• [Activity] Work through the material below and tally the lines holding "kick"; only the tally should be returned.

-------- Excerpted records --------

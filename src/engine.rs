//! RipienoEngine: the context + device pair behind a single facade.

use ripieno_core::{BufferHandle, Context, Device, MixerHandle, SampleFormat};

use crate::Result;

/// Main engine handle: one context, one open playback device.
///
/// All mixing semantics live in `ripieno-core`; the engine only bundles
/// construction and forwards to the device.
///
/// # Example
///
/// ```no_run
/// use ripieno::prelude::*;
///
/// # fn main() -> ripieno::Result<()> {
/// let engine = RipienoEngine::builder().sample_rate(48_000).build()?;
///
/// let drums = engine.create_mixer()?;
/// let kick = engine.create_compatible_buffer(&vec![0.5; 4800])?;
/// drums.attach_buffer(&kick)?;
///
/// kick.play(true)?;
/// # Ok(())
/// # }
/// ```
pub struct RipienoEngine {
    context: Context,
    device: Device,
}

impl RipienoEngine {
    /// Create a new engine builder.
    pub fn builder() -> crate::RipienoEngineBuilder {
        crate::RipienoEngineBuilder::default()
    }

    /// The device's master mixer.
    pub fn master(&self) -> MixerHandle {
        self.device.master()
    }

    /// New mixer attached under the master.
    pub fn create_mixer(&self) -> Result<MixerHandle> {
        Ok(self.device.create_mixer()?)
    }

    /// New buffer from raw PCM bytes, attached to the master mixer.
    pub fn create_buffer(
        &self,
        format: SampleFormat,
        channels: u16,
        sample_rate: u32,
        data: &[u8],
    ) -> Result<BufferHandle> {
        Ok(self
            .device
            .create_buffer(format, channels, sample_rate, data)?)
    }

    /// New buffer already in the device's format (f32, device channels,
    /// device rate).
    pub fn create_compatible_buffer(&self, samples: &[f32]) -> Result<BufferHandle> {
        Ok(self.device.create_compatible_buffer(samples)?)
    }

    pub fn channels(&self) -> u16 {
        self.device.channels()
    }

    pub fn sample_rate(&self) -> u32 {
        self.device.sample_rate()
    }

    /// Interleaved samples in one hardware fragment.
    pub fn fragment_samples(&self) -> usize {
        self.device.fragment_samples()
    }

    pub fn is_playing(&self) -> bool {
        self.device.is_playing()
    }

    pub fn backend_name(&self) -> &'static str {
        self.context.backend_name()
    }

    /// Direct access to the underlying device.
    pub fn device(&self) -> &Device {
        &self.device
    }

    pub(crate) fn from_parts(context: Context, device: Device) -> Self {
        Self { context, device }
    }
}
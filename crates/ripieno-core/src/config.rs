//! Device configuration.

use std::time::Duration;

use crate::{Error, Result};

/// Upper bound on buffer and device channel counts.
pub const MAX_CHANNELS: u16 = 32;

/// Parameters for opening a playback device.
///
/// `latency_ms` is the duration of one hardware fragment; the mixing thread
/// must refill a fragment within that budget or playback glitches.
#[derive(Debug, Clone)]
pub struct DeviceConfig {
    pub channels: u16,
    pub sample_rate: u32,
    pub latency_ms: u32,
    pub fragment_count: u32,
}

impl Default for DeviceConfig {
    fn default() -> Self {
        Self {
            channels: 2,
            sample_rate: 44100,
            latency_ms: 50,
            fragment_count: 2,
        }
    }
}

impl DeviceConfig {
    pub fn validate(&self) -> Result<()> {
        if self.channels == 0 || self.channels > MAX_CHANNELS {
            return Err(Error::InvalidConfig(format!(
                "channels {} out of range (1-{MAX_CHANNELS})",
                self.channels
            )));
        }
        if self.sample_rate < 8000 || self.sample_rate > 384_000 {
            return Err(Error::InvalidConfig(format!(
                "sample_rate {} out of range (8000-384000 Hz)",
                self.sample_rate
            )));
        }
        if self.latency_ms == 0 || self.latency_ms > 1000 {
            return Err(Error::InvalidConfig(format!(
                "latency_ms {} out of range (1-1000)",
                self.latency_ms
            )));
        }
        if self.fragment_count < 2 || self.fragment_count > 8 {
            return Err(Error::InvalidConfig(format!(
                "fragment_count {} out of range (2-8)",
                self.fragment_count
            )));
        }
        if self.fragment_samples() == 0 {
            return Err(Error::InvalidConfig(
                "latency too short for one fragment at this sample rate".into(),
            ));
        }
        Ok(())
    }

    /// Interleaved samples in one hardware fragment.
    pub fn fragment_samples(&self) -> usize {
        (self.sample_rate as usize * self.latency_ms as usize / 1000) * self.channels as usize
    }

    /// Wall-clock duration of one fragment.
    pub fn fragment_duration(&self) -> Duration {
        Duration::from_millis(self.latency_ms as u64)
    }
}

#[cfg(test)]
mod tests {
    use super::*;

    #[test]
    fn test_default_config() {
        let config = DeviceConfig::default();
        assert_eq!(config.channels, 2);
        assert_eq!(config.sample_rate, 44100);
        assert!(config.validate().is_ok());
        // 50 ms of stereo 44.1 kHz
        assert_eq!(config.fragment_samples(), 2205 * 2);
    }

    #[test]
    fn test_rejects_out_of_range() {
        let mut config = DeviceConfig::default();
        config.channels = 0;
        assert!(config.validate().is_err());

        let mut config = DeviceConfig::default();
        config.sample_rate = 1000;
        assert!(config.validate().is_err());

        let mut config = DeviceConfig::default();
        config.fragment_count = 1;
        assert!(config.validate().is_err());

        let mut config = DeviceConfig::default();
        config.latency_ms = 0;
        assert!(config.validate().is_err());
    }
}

--------
-------- Excerpted records --------

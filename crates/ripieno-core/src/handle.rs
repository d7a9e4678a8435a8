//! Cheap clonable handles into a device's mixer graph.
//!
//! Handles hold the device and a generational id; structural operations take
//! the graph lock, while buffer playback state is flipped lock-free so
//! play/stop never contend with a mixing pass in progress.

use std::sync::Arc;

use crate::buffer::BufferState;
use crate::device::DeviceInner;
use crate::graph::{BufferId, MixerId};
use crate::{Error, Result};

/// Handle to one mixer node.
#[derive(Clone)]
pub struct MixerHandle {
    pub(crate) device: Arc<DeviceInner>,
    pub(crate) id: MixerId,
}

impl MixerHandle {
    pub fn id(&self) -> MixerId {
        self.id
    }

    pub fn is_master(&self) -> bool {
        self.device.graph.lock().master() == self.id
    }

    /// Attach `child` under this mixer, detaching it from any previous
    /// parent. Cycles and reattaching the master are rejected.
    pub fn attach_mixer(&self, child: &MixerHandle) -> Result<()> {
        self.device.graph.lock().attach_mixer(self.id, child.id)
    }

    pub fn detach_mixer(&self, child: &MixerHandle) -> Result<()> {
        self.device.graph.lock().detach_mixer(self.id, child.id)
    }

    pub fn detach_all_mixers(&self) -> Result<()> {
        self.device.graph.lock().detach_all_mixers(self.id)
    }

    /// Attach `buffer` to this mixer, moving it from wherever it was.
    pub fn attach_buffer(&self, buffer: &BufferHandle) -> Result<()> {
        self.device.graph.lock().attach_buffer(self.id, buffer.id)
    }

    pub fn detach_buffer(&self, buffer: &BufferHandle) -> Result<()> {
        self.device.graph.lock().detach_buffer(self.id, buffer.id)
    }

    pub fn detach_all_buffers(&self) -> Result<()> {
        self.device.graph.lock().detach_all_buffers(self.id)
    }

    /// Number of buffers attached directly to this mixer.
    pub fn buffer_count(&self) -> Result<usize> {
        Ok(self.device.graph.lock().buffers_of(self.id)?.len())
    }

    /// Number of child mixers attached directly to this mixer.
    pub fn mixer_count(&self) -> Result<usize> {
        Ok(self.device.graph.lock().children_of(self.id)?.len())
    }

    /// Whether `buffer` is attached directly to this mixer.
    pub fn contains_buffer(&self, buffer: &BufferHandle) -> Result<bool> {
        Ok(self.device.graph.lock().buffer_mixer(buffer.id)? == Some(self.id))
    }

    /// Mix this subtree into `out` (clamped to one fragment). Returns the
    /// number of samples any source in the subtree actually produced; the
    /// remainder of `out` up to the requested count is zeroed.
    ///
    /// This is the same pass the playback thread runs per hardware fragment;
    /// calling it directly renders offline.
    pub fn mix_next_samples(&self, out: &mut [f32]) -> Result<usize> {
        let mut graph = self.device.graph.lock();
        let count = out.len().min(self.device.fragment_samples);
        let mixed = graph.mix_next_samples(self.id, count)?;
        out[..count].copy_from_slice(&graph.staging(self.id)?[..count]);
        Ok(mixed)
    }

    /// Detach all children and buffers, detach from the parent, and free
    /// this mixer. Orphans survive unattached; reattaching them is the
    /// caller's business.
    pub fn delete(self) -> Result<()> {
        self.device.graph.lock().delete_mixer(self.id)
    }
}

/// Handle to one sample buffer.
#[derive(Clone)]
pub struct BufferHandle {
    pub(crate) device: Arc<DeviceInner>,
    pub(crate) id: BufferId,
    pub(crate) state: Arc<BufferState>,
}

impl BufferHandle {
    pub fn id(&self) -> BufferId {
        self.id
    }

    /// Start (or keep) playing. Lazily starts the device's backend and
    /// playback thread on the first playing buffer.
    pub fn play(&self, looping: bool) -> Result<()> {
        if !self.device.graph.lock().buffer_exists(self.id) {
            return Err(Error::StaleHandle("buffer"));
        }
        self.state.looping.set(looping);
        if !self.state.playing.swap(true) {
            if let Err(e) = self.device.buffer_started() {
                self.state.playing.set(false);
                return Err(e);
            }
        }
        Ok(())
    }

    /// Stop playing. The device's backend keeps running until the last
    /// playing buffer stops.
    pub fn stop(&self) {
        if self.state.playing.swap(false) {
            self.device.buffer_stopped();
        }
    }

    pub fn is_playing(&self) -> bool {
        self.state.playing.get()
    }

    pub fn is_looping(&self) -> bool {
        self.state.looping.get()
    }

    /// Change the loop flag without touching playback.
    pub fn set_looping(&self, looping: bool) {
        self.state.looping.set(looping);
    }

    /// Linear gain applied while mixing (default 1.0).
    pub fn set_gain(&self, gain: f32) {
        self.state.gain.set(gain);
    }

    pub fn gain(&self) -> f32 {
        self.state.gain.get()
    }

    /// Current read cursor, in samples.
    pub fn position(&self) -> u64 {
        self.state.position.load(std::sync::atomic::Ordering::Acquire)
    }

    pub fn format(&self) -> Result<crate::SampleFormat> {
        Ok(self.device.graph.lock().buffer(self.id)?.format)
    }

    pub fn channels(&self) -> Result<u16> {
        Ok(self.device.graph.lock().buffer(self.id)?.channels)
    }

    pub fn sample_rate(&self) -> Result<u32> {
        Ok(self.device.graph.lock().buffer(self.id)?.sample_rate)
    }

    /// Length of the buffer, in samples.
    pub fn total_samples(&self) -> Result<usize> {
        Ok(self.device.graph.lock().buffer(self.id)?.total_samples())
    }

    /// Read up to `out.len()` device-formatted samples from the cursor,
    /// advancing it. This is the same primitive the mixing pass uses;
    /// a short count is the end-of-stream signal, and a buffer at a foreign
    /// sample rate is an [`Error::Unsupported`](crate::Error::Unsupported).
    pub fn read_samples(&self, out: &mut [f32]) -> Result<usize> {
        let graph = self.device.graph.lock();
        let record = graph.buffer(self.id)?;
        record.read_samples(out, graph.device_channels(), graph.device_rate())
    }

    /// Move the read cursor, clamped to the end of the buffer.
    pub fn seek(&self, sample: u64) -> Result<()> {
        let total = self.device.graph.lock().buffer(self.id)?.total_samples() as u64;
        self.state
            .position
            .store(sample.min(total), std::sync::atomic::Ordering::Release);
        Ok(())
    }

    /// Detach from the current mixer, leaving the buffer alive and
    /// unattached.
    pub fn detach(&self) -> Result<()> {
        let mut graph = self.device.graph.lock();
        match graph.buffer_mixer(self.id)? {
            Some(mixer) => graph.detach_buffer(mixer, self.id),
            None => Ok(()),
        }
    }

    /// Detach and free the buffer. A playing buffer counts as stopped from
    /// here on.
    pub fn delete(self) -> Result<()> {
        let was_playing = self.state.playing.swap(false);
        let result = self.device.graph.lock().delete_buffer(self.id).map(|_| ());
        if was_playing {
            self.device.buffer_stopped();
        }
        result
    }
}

--------

• [Output of the exercise] 3